Now we move uphill to the principia. The headquarters building is a fine example of its kind. Entering from the main north to south street (the via principalis, if you recall), we enter the first of the three components of this building: the courtyard. Open to the elements, but surrounded by a peristyle, it harked back to the days when the centre of a Roman camp was its forum, where the soldiers could assemble. The Romans had no gutters on roofs, so there was an eavesdrip round the courtyard which channelled the run-off into the drainage system. Moving westwards, we proceed into the cross-hall, a high covered structure with additional entrances at each end (to our left and right). To our right is the raised podium or tribunal (yes, that’s where we get the English word from) from which the commander could address his troops, or more likely, his centurions at the daily morning briefing (for which we have documentary evidence from other sites), when the daily password was set and unit statistics passed on. Beyond is the rear range of offices, with the shrine of the standards, the aedes principiorum, directly in front of us. This is placed so that it is visible from the porta praetoria, in this case behind us, to the east. Offices on either side of the aedes contained the clerks who handled unit administration and looked after the records.

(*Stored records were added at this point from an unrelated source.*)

use anyhow::{Context, Result, anyhow, bail};
use covseq_pool::{
    about,
    config::PoolingParameters,
    ledger::{Ledger, format_plate_id},
    pcr_import::{discover_pcr_exports, import_pcr_exports},
    pipeline::{CommitReport, PoolingRun, RunSummary},
};
use serde::Serialize;
use std::{
    env, fs,
    path::{Path, PathBuf},
};
use tracing::{info, warn};
use tracing_subscriber::{layer::SubscriberExt, util::SubscriberInitExt};

#[derive(Serialize)]
struct PlateFill {
    plate_id: String,
    filled: usize,
    capacity: u32,
    complete: bool,
}

#[derive(Serialize)]
struct LedgerSummary {
    entries: usize,
    plates: Vec<PlateFill>,
    open_plate: Option<String>,
    next_plate_id: String,
}

#[derive(Serialize)]
struct RunOutput {
    summary: RunSummary,
    commit: CommitReport,
    removed_inputs: Vec<String>,
}

struct GlobalArgs {
    params: PoolingParameters,
    verbose: bool,
    rest: Vec<String>,
}

fn usage() {
    eprintln!(
        "Usage:\n  \
  covseq_cli --version\n  \
  covseq_cli [GLOBAL] parameters\n  \
  covseq_cli [GLOBAL] ledger-summary LEDGER.csv\n  \
  covseq_cli [GLOBAL] run --ledger LEDGER.csv --input DIR --output DIR [--date YYYY-MM-DD] [--keep-inputs]\n\n  \
  GLOBAL:\n    \
    --params FILE.json     load pooling parameters\n    \
    --set NAME=JSON        override one parameter (repeatable)\n    \
    -v, --verbose          log run progress to stderr"
    );
}

fn init_logging(verbose: bool) {
    let default = if verbose { "info" } else { "warn" };
    tracing_subscriber::registry()
        .with(tracing_subscriber::fmt::layer().with_target(false).with_writer(std::io::stderr))
        .with(
            tracing_subscriber::EnvFilter::try_from_default_env()
                .unwrap_or_else(|_| tracing_subscriber::EnvFilter::new(default)),
        )
        .init();
}

fn print_json<T: Serialize>(value: &T) -> Result<()> {
    let text = serde_json::to_string_pretty(value).context("Could not serialize JSON output")?;
    println!("{text}");
    Ok(())
}

fn parse_global_args(args: &[String]) -> Result<GlobalArgs> {
    let mut params_path: Option<String> = None;
    let mut overrides: Vec<(String, String)> = vec![];
    let mut verbose = false;
    let mut idx = 1;
    while idx < args.len() {
        match args[idx].as_str() {
            "--params" => {
                let path = args.get(idx + 1).ok_or_else(|| anyhow!("--params needs a file"))?;
                params_path = Some(path.clone());
                idx += 2;
            }
            "--set" => {
                let pair = args.get(idx + 1).ok_or_else(|| anyhow!("--set needs NAME=JSON"))?;
                let (name, value) = pair
                    .split_once('=')
                    .ok_or_else(|| anyhow!("--set expects NAME=JSON, got '{pair}'"))?;
                overrides.push((name.trim().to_string(), value.to_string()));
                idx += 2;
            }
            "-v" | "--verbose" => {
                verbose = true;
                idx += 1;
            }
            _ => break,
        }
    }

    let mut params = match &params_path {
        Some(path) => PoolingParameters::load_from_path(path)?,
        None => PoolingParameters::default(),
    };
    for (name, raw) in overrides {
        // bare words are taken as JSON strings, e.g. --set plate_prefix=PLATE_
        let value = serde_json::from_str(&raw)
            .unwrap_or_else(|_| serde_json::Value::String(raw.clone()));
        params.set_parameter(&name, &value)?;
    }

    Ok(GlobalArgs {
        params,
        verbose,
        rest: args[idx..].to_vec(),
    })
}

fn option_value(args: &[String], flag: &str) -> Option<String> {
    args.iter()
        .position(|a| a == flag)
        .and_then(|pos| args.get(pos + 1))
        .cloned()
}

fn summarize_ledger(ledger: &Ledger, params: &PoolingParameters) -> Result<LedgerSummary> {
    let cont = ledger.continuation(params)?;
    let capacity = params.capacity();
    let plates = ledger
        .plate_ids()
        .into_iter()
        .map(|plate_id| {
            let filled = ledger.entries_for_plate(&plate_id).len();
            PlateFill {
                complete: filled == capacity as usize,
                plate_id,
                filled,
                capacity,
            }
        })
        .collect();
    Ok(LedgerSummary {
        entries: ledger.len(),
        plates,
        open_plate: cont
            .last_plate_id
            .clone()
            .filter(|_| cont.is_open(capacity)),
        next_plate_id: format_plate_id(&params.plate_prefix, cont.next_plate_number),
    })
}

/// `--date YYYY-MM-DD` as used in output file names; today when absent.
fn run_date(args: &[String]) -> Result<String> {
    let Some(pos) = args.iter().position(|a| a == "--date") else {
        return Ok(chrono::Local::now().format("%Y-%m-%d").to_string());
    };
    let raw = args
        .get(pos + 1)
        .ok_or_else(|| anyhow!("--date needs a value in YYYY-MM-DD form"))?;
    let date = chrono::NaiveDate::parse_from_str(raw, "%Y-%m-%d")
        .with_context(|| format!("--date expects YYYY-MM-DD, got '{raw}'"))?;
    Ok(date.format("%Y-%m-%d").to_string())
}

fn run_pooling(args: &[String], params: &PoolingParameters) -> Result<()> {
    let ledger_path = PathBuf::from(
        option_value(args, "--ledger").ok_or_else(|| anyhow!("run requires --ledger LEDGER.csv"))?,
    );
    let input_dir = PathBuf::from(
        option_value(args, "--input").ok_or_else(|| anyhow!("run requires --input DIR"))?,
    );
    let output_dir = PathBuf::from(
        option_value(args, "--output").ok_or_else(|| anyhow!("run requires --output DIR"))?,
    );
    let date = run_date(args)?;
    let keep_inputs = args.iter().any(|a| a == "--keep-inputs");

    let prior = Ledger::load_from_path(&ledger_path)?;
    let exports = discover_pcr_exports(&input_dir, params)?;
    if exports.is_empty() {
        bail!(
            "No PCR exports starting with '{}' in '{}'",
            params.pcr_file_prefix,
            input_dir.display()
        );
    }
    let batches = import_pcr_exports(&exports, params)?;
    info!(batches = batches.len(), prior_entries = prior.len(), "starting run");

    let report = PoolingRun::new(params).execute(prior, &batches)?;
    let commit = report.commit(&output_dir, &ledger_path, &date)?;

    let mut removed_inputs = vec![];
    if !keep_inputs {
        for path in &exports {
            match fs::remove_file(path) {
                Ok(()) => removed_inputs.push(path.display().to_string()),
                Err(e) => warn!(file = %path.display(), "could not remove consumed export: {e}"),
            }
        }
    }

    print_json(&RunOutput {
        summary: report.summary,
        commit,
        removed_inputs,
    })
}

fn main() {
    if let Err(e) = run() {
        eprintln!("{e:#}");
        std::process::exit(1);
    }
}

fn run() -> Result<()> {
    let args: Vec<String> = env::args().collect();
    if args.len() <= 1 {
        usage();
        bail!("Missing command");
    }
    if args.iter().any(|a| a == "--version" || a == "-V") {
        println!("{}", about::version_cli_text());
        return Ok(());
    }

    let global = parse_global_args(&args)?;
    init_logging(global.verbose);
    let Some(command) = global.rest.first() else {
        usage();
        bail!("Missing command");
    };
    let command_args = &global.rest[1..];

    match command.as_str() {
        "parameters" => print_json(&global.params),
        "ledger-summary" => {
            let Some(path) = command_args.first() else {
                usage();
                bail!("ledger-summary requires a ledger path");
            };
            let ledger = Ledger::load_from_path(Path::new(path))?;
            print_json(&summarize_ledger(&ledger, &global.params)?)
        }
        "run" => run_pooling(command_args, &global.params),
        _ => {
            usage();
            Err(anyhow!("Unknown command '{command}'"))
        }
    }
}

#[cfg(test)]
mod tests {
    use super::*;

    fn args(items: &[&str]) -> Vec<String> {
        items.iter().map(|s| s.to_string()).collect()
    }

    #[test]
    fn test_run_date() {
        assert_eq!(run_date(&args(&["--date", "2021-03-01"])).unwrap(), "2021-03-01");
        assert!(run_date(&args(&["--date", "2021/03/01"])).is_err());
        assert!(run_date(&args(&["--date", "2021-02-30"])).is_err());
        assert!(run_date(&args(&["--output", "out", "--date"])).is_err());
        let today = run_date(&args(&["--output", "out"])).unwrap();
        assert!(chrono::NaiveDate::parse_from_str(&today, "%Y-%m-%d").is_ok());
    }
}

The hospital at Housesteads

The hospital at Housesteads

Immediately to the west of the headquarters building is an additional courtyard structure. Since another house seemed unlikely, the excavators decided this must have been a valetudinarium or hospital. All forts had them (the example at Vindolanda is mentioned in the famous writing tablets) so it is not an unreasonable deduction, although the evidence (similarity with other, larger, such structures) is circumstantial, rather than conclusive (like, say, a lopped-off limb or two or a set of medical implements). Rooms were arranged on four sides around a courtyard, one of them suggested as an operating theatre (it is bigger than the others), and with a latrine incorporated in the south-west corner of the structure.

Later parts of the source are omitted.